Windsor Indigenous leaders heartbroken, unsurprised by Colten Boushie decision
Bev Jacobs and Theresa Sims explain concern to CBC Windsor's Melissa Nakhavoly
Two Indigenous leaders in Windsor, Ont. say the controversial acquittal of Gerald Stanley in the case of Colten Boushie's death demonstrates that the treatment of Indigenous people in Canada's justice system is broken.
On Friday, a Saskatchewan jury found Stanley not guilty of second-degree murder in the shooting death of 22-year-old Boushie. The verdict led to an outcry across the country and rallies in many cities.
"My first initial reaction was shock, anger, sadness for the family. I know that I cried," said Bev Jacobs, a University of Windsor law professor. "Then it was almost like this feeling of reality, that this has always been this way."
Theresa Sims, the cultural resource coordinator at the CanAm Indian Friendship Centre in Windsor was not convinced by Prime Minister Justin Trudeau's expression of condolences to Boushie's family after the verdict was delivered.
She noted that not much change has actually occurred, even after multiple government commissions and inquires have made recommendations to improve the treatment of Indigenous people in the justice system.
"So what are you going to do about it?" she said of Trudeau. "We need action — because we're still below justice."

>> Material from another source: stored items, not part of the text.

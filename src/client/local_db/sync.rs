//! # Queue Persistence Operations
//!
//! Row-level storage for queued effects and the key/value queue state.
//!
//! In-flight status is never written: a process that dies mid-replay comes
//! back with the effect queued at the head, and it is sent again
//! (at-least-once delivery).

use super::LocalDatabase;
use crate::client::cache::NormalizedCacheObject;
use crate::client::offline::effect::{EffectStatus, MutationEffect};
use crate::client::offline::id_map::IdMap;
use crate::client::offline::snapshot::CacheSnapshot;
use crate::shared::error::Result;
use serde::de::DeserializeOwned;
use sqlx::{Row, Sqlite, Transaction};
use uuid::Uuid;

/// Metadata key of the identifier map
pub const ID_MAP_KEY: &str = "offline:id_map";
/// Metadata key of the cache snapshot
pub const SNAPSHOT_KEY: &str = "offline:snapshot";
/// Metadata key of the last persisted cache contents
pub const CACHE_KEY: &str = "offline:cache";

/// Everything the queue needs to resume after a restart
#[derive(Debug, Clone, Default)]
pub struct PersistedState {
    /// Queued effects in replay order
    pub effects: Vec<MutationEffect>,
    /// Identifier map
    pub id_map: IdMap,
    /// Rollback snapshot, present while effects are queued
    pub snapshot: Option<CacheSnapshot>,
    /// Cache contents as of the last queue transition
    pub cache: Option<NormalizedCacheObject>,
}

fn decode<T: DeserializeOwned>(key: &str, raw: Option<String>) -> Option<T> {
    let raw = raw?;
    match serde_json::from_str(&raw) {
        Ok(value) => Some(value),
        Err(e) => {
            tracing::warn!("[LocalDb] Ignoring malformed '{}': {}", key, e);
            None
        }
    }
}

async fn metadata_in(tx: &mut Transaction<'_, Sqlite>, key: &str) -> Result<Option<String>> {
    let row = sqlx::query("SELECT value FROM sync_metadata WHERE key = ?")
        .bind(key)
        .fetch_optional(&mut **tx)
        .await?;
    match row {
        Some(row) => Ok(Some(row.try_get("value")?)),
        None => Ok(None),
    }
}

async fn put_metadata_in(tx: &mut Transaction<'_, Sqlite>, key: &str, value: Option<String>) -> Result<()> {
    match value {
        Some(value) => {
            sqlx::query("INSERT OR REPLACE INTO sync_metadata (key, value, updated_at) VALUES (?, ?, ?)")
                .bind(key)
                .bind(value)
                .bind(chrono::Utc::now().to_rfc3339())
                .execute(&mut **tx)
                .await?;
        }
        None => {
            sqlx::query("DELETE FROM sync_metadata WHERE key = ?")
                .bind(key)
                .execute(&mut **tx)
                .await?;
        }
    }
    Ok(())
}

fn decode_effect(data: &str) -> Option<MutationEffect> {
    match serde_json::from_str::<MutationEffect>(data) {
        Ok(mut effect) => {
            effect.status = EffectStatus::Queued;
            Some(effect)
        }
        Err(e) => {
            tracing::warn!("[LocalDb] Skipping malformed queue row: {}", e);
            None
        }
    }
}

async fn put_queue_state_in(
    tx: &mut Transaction<'_, Sqlite>,
    id_map: &IdMap,
    snapshot: Option<&CacheSnapshot>,
    cache: &NormalizedCacheObject,
) -> Result<()> {
    put_metadata_in(tx, ID_MAP_KEY, Some(serde_json::to_string(id_map)?)).await?;
    put_metadata_in(tx, SNAPSHOT_KEY, snapshot.map(serde_json::to_string).transpose()?).await?;
    put_metadata_in(tx, CACHE_KEY, Some(serde_json::to_string(cache)?)).await?;
    Ok(())
}

impl LocalDatabase {
    /// Append an effect and write the queue state it leaves behind, atomically
    pub async fn enqueue_effect(
        &self,
        effect: &MutationEffect,
        id_map: &IdMap,
        snapshot: Option<&CacheSnapshot>,
        cache: &NormalizedCacheObject,
    ) -> Result<()> {
        let data = serde_json::to_string(effect)?;

        let mut tx = self.pool.begin().await?;
        sqlx::query(
            "INSERT INTO offline_queue (id, seq, data, created_at, retry_count)
             VALUES (?, (SELECT COALESCE(MAX(seq), 0) + 1 FROM offline_queue), ?, ?, ?)",
        )
        .bind(effect.id.to_string())
        .bind(data)
        .bind(&effect.enqueued_at)
        .bind(i64::from(effect.retry_count))
        .execute(&mut *tx)
        .await?;
        put_queue_state_in(&mut tx, id_map, snapshot, cache).await?;
        tx.commit().await?;
        Ok(())
    }

    /// Remove a committed or discarded effect and write the queue state it
    /// leaves behind, atomically
    ///
    /// A `None` snapshot deletes the stored one.
    pub async fn settle_effect(
        &self,
        effect_id: Uuid,
        id_map: &IdMap,
        snapshot: Option<&CacheSnapshot>,
        cache: &NormalizedCacheObject,
    ) -> Result<()> {
        let mut tx = self.pool.begin().await?;
        sqlx::query("DELETE FROM offline_queue WHERE id = ?")
            .bind(effect_id.to_string())
            .execute(&mut *tx)
            .await?;
        put_queue_state_in(&mut tx, id_map, snapshot, cache).await?;
        tx.commit().await?;
        Ok(())
    }

    /// Persist the identifier map, snapshot and cache together
    pub async fn save_queue_state(
        &self,
        id_map: &IdMap,
        snapshot: Option<&CacheSnapshot>,
        cache: &NormalizedCacheObject,
    ) -> Result<()> {
        let mut tx = self.pool.begin().await?;
        put_queue_state_in(&mut tx, id_map, snapshot, cache).await?;
        tx.commit().await?;
        Ok(())
    }

    /// Rewrite a queued effect in place, keeping its position
    pub async fn update_effect(&self, effect: &MutationEffect) -> Result<()> {
        let data = serde_json::to_string(effect)?;
        sqlx::query(
            "UPDATE offline_queue SET
                data = ?,
                retry_count = ?,
                last_attempt = ?,
                error_message = ?
             WHERE id = ?",
        )
        .bind(data)
        .bind(i64::from(effect.retry_count))
        .bind(&effect.last_attempt)
        .bind(&effect.last_error)
        .bind(effect.id.to_string())
        .execute(&self.pool)
        .await?;
        Ok(())
    }

    /// Queued effects in replay order
    pub async fn pending_effects(&self) -> Result<Vec<MutationEffect>> {
        let rows = sqlx::query("SELECT data FROM offline_queue ORDER BY seq ASC")
            .fetch_all(&self.pool)
            .await?;

        let mut effects = Vec::with_capacity(rows.len());
        for row in rows {
            let data: String = row.try_get("data")?;
            effects.extend(decode_effect(&data));
        }
        Ok(effects)
    }

    /// Load the queue, identifier map, snapshot, and cache in one transaction
    pub async fn load_state(&self) -> Result<PersistedState> {
        let mut tx = self.pool.begin().await?;

        let rows = sqlx::query("SELECT data FROM offline_queue ORDER BY seq ASC")
            .fetch_all(&mut *tx)
            .await?;
        let mut effects = Vec::with_capacity(rows.len());
        for row in rows {
            let data: String = row.try_get("data")?;
            effects.extend(decode_effect(&data));
        }

        let id_map = decode(ID_MAP_KEY, metadata_in(&mut tx, ID_MAP_KEY).await?).unwrap_or_default();
        let snapshot = decode(SNAPSHOT_KEY, metadata_in(&mut tx, SNAPSHOT_KEY).await?);
        let cache = decode(CACHE_KEY, metadata_in(&mut tx, CACHE_KEY).await?);

        tx.commit().await?;

        Ok(PersistedState {
            effects,
            id_map,
            snapshot,
            cache,
        })
    }
}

Sims called on allies of Indigenous people to help create change.
"We seem to be invisible — First Nations," she said. "If we're invisible, lets get some people that aren't and help us ... start healing."
Jacobs said education is key to preventing similar situations in the future.
"The problem is that ... the whole education system doesn't talk about the history of Indigenous people and treaties and treaty rights and our relationship to each other," she said.
"The only way to erase that [systemic discrimination] is to learn, to become educated and to understand why things are happening the way they are."